- Senate Democrats on Wednesday unveiled the Clean Transit for America plan, which would provide $73 billion to shift public transit systems away from internal combustion engines through the procurement of electric buses and charging infrastructure.
- Also on Wednesday, the House Subcommittee on Energy heard testimony on electric vehicle (EV) provisions of The CLEAN Future Act, which aims to eliminate U.S. greenhouse gas (GHG) emissions by 2050. The EV measures in the bill would support the deployment of charging infrastructure and the development of domestic supply chains for EV and battery manufacturing.
- Republicans at the hearing pushed back, however, on a rapid shift to embrace electric transportation. "We are simply not ready to charge EVs at scale," said Rep. Fred Upton, R-Mich.
Republicans continue to express concern regarding the clean transportation portions of President Biden's infrastructure and jobs plan, arguing that the administration wants to take away consumer choice and leave the country dependent on China for transportation and manufacturing.
The Clean Future Act includes "billions in subsidies and mandates in an attempt to push EVs on the American public, whether they are ready for them or not," Upton said. He pointed to the likelihood of additional grid strain, a reliance on China to manufacture batteries and the dangers of "mandating EVs."
"We need to let the market and consumer choice drive the adoption of EVs," Upton said.
Energy and Commerce Committee Chairman Frank Pallone, D-N.J., countered that "electrifying the transportation sector is critical to meeting our climate goals." He said nearly 7 million electric vehicles will be sold annually by 2025, meaning the U.S. must ensure there is necessary charging and manufacturing infrastructure in place.

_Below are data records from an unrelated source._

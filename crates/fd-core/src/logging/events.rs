//! Event names and stages for structured log output.
//!
//! The CLI attaches these as `event` and `stage` fields so JSONL logs can
//! be filtered without parsing messages.

use serde::{Deserialize, Serialize};

/// Stages of a CLI run.
#[derive(Debug, Clone, Copy, PartialEq, Eq, Serialize, Deserialize)]
#[serde(rename_all = "snake_case")]
pub enum Stage {
    /// Startup and configuration.
    Init,
    /// Reading input tables.
    Load,
    Evaluate,
    Drift,
    Simulate,
    Preprocess,
    /// Writing payloads and files.
    Output,
}

impl Stage {
    pub fn as_str(&self) -> &'static str {
        match self {
            Stage::Init => "init",
            Stage::Load => "load",
            Stage::Evaluate => "evaluate",
            Stage::Drift => "drift",
            Stage::Simulate => "simulate",
            Stage::Preprocess => "preprocess",
            Stage::Output => "output",
        }
    }
}

impl std::fmt::Display for Stage {
    fn fmt(&self, f: &mut std::fmt::Formatter<'_>) -> std::fmt::Result {
        f.write_str(self.as_str())
    }
}

/// Standard event names used in logging.
pub mod event_names {
    // Run lifecycle
    pub const RUN_STARTED: &str = "run.started";
    pub const RUN_FINISHED: &str = "run.finished";
    pub const RUN_FAILED: &str = "run.failed";

    // Config
    pub const CONFIG_LOADED: &str = "config.loaded";
    pub const CONFIG_DEFAULT_USED: &str = "config.default_used";

    // Input
    pub const TABLE_LOADED: &str = "table.loaded";

    // Commands
    pub const EVALUATE_FINISHED: &str = "evaluate.finished";
    pub const REPORT_WRITTEN: &str = "report.written";
    pub const DRIFT_FEATURE: &str = "drift.feature";
    pub const DRIFT_DETECTED: &str = "drift.detected";
    pub const SIMULATE_FINISHED: &str = "simulate.finished";
    pub const PREPROCESS_FINISHED: &str = "preprocess.finished";
}

#[cfg(test)]
mod tests {
    use super::*;

    #[test]
    fn test_stage_serialization_matches_display() {
        for stage in [Stage::Init, Stage::Load, Stage::Drift, Stage::Output] {
            let json = serde_json::to_string(&stage).unwrap();
            assert_eq!(json, format!("\"{}\"", stage));
        }
    }

    #[test]
    fn test_event_names_are_dotted() {
        for name in [
            event_names::RUN_STARTED,
            event_names::DRIFT_DETECTED,
            event_names::REPORT_WRITTEN,
        ] {
            assert_eq!(name.split('.').count(), 2, "{name}");
        }
    }
}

Pallone and other Democrats frame the EV push in terms of jobs and international competitiveness. The hearing considered four pieces of EV legislation, including provisions to bolster the domestic EV supply chain, improve access to EVs in underserved communities, and accelerate domestic manufacturing of batteries, power electronics and other technologies.
"China and other countries are rapidly growing their EV markets, and therefore we must invest aggressively to ensure we don’t lose the EV market to China," Pallone said. "It’s imperative this investment occur here to grow an American EV manufacturing base."
A fact sheet for Senate Democrats' new Clean Transit for America plan notes the U.S. has roughly 70,000 mass transit buses and 85,000 "cutaway vehicles" and transit vans — and just about 2% are currently zero-emissions.
We must transform our transit system,” Sen. Chuck Schumer, D-N.Y., said in a statement. The new transit proposal "will replace dirty, diesel-spewing buses, create new American jobs, help save the planet and protect public health, particularly in our country’s most vulnerable communities."
In fiscal year 2020, the federal government appropriated $75 million to its competitive grant program for the procurement of low- or no-emission transit buses in addition to $55 million in contract authority. Senate Democrats called this amount "woefully inadequate to meeting the challenge ahead of us."
The new transit program would increase funding to the bus contracting program and assist transit agencies in replacing their conventional buses while prioritizing funding for areas with the worst air quality. According to the fact sheet, it will cost between $56 billion and $89 billion to transition all public transit fleets to zero emissions by 2035.
The Sierra Club and other conservation and labor groups endorsed the transit proposal.
The shift to 100% electric buses "means healthier communities and a healthier economy," said Katherine Garcia, acting director of Sierra Club’s Clean Transportation for All Campaign. "The bill will take significant climate action while creating good, family-sustaining jobs in the U.S. and prioritize communities with the worst air quality to address decades of inequitable transportation policy," she said.